It's important not to 'tar with the same brush'. It is truly heart breaking to see the damage done by off roading vehicles I agree, but it's perfectly possible to venture into the wilds in a 4x4 without leaving any trace. What causes damage are people who see the off-road activity as a challenge and will do so despite the conditions.

There are hundreds of thousands of miles of pedestrian only footpaths in the UK as well as thousands of miles of bridleways - there are relatively few un-surface roads where vehicles are allowed yet, because walkers want to walk them, there is pressure to close them to 4x4s. Unfortunately, those of us that travers them with care and respect for the environment are tarred with the same brush as the yobs that go out and trash the lanes and drive over ancient sites etc.
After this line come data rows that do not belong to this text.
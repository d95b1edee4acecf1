use std::fmt;
use std::str::FromStr;

use serde::{Deserialize, Serialize};
use strum::{Display, EnumString};
use thiserror::Error;
use url::Url;

use crate::defaults::{DEFAULT_SUPERVISOR_HOST, DEFAULT_SUPERVISOR_PATH, DEFAULT_SUPERVISOR_PORT};

/// Transport scheme of a [`SupervisorEndpoint`].
#[derive(Debug, Clone, Copy, PartialEq, Eq, Display, EnumString)]
#[strum(serialize_all = "lowercase")]
enum EndpointScheme {
    /// Plain HTTP, as served by the supervisor's inet server.
    Http,
    /// HTTP behind TLS.
    Https,
}

/// HTTP endpoint serving the supervisor's XML-RPC interface.
#[derive(Debug, Clone, Deserialize, Serialize, PartialEq, Eq)]
#[serde(try_from = "String", into = "String")]
pub struct SupervisorEndpoint {
    scheme: EndpointScheme,
    host: String,
    port: u16,
    path: String,
}

impl SupervisorEndpoint {
    /// Builds a plain HTTP endpoint.
    #[must_use]
    pub fn http(host: impl Into<String>, port: u16, path: impl Into<String>) -> Self {
        Self {
            scheme: EndpointScheme::Http,
            host: host.into(),
            port,
            path: path.into(),
        }
    }

    /// Endpoint exposed by a supervisor running with its stock inet server.
    #[must_use]
    pub fn local() -> Self {
        Self::http(
            DEFAULT_SUPERVISOR_HOST,
            DEFAULT_SUPERVISOR_PORT,
            DEFAULT_SUPERVISOR_PATH,
        )
    }

    fn from_url(url: &Url) -> Result<Self, EndpointParseError> {
        let scheme = url
            .scheme()
            .parse::<EndpointScheme>()
            .map_err(|_| EndpointParseError::UnsupportedScheme(url.scheme().to_owned()))?;
        let host = url
            .host_str()
            .ok_or_else(|| EndpointParseError::MissingHost(url.to_string()))?;
        let port = url
            .port_or_known_default()
            .ok_or_else(|| EndpointParseError::MissingHost(url.to_string()))?;
        Ok(Self {
            scheme,
            host: host.to_owned(),
            port,
            path: url.path().to_owned(),
        })
    }
}

impl Default for SupervisorEndpoint {
    fn default() -> Self {
        Self::local()
    }
}

impl fmt::Display for SupervisorEndpoint {
    fn fmt(&self, formatter: &mut fmt::Formatter<'_>) -> fmt::Result {
        write!(
            formatter,
            "{}://{}:{}{}",
            self.scheme, self.host, self.port, self.path
        )
    }
}

impl FromStr for SupervisorEndpoint {
    type Err = EndpointParseError;

    fn from_str(input: &str) -> Result<Self, Self::Err> {
        Self::from_url(&Url::parse(input)?)
    }
}

impl TryFrom<String> for SupervisorEndpoint {
    type Error = EndpointParseError;

    fn try_from(value: String) -> Result<Self, Self::Error> {
        value.parse()
    }
}

impl From<SupervisorEndpoint> for String {
    fn from(endpoint: SupervisorEndpoint) -> Self {
        endpoint.to_string()
    }
}

/// Errors encountered while parsing a [`SupervisorEndpoint`] from text.
#[derive(Debug, Error)]
pub enum EndpointParseError {
    /// Scheme was not HTTP or HTTPS.
    #[error("unsupported supervisor endpoint scheme '{0}'")]
    UnsupportedScheme(String),
    /// The URL did not name a host.
    #[error("missing host in supervisor endpoint '{0}'")]
    MissingHost(String),
    /// URL failed to parse.
    #[error(transparent)]
    Url(#[from] url::ParseError),
}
I have taken people who thought they would never be able to enjoy 'wilderness' again out on green lanes and they have been thrilled and delighted - it is possible to do it responsibly.
 

TeeDee

Full Member
Nov 6, 2008
7,621
1,619
47
Exeter
It's important not to 'tar with the same brush'. It is truly heart breaking to see the damage done by off roading vehicles I agree, but it's perfectly possible to venture into the wilds in a 4x4 without leaving any trace. What causes damage are people who see the off-road activity as a challenge and will do so despite the conditions.

There are hundreds of thousands of miles of pedestrian only footpaths in the UK as well as thousands of miles of bridleways - there are relatively few un-surface roads where vehicles are allowed yet, because walkers want to walk them, there is pressure to close them to 4x4s. Unfortunately, those of us that travers them with care and respect for the environment are tarred with the same brush as the yobs that go out and trash the lanes and drive over ancient sites etc.

I have taken people who thought they would never be able to enjoy 'wilderness' again out on green lanes and they have been thrilled and delighted - it is possible to do it responsibly.

That last part made me think. I wonder of anyone is offering such trips to the heavily disabled? I'm sure those whom are wheel chair bound would love some Green lane action.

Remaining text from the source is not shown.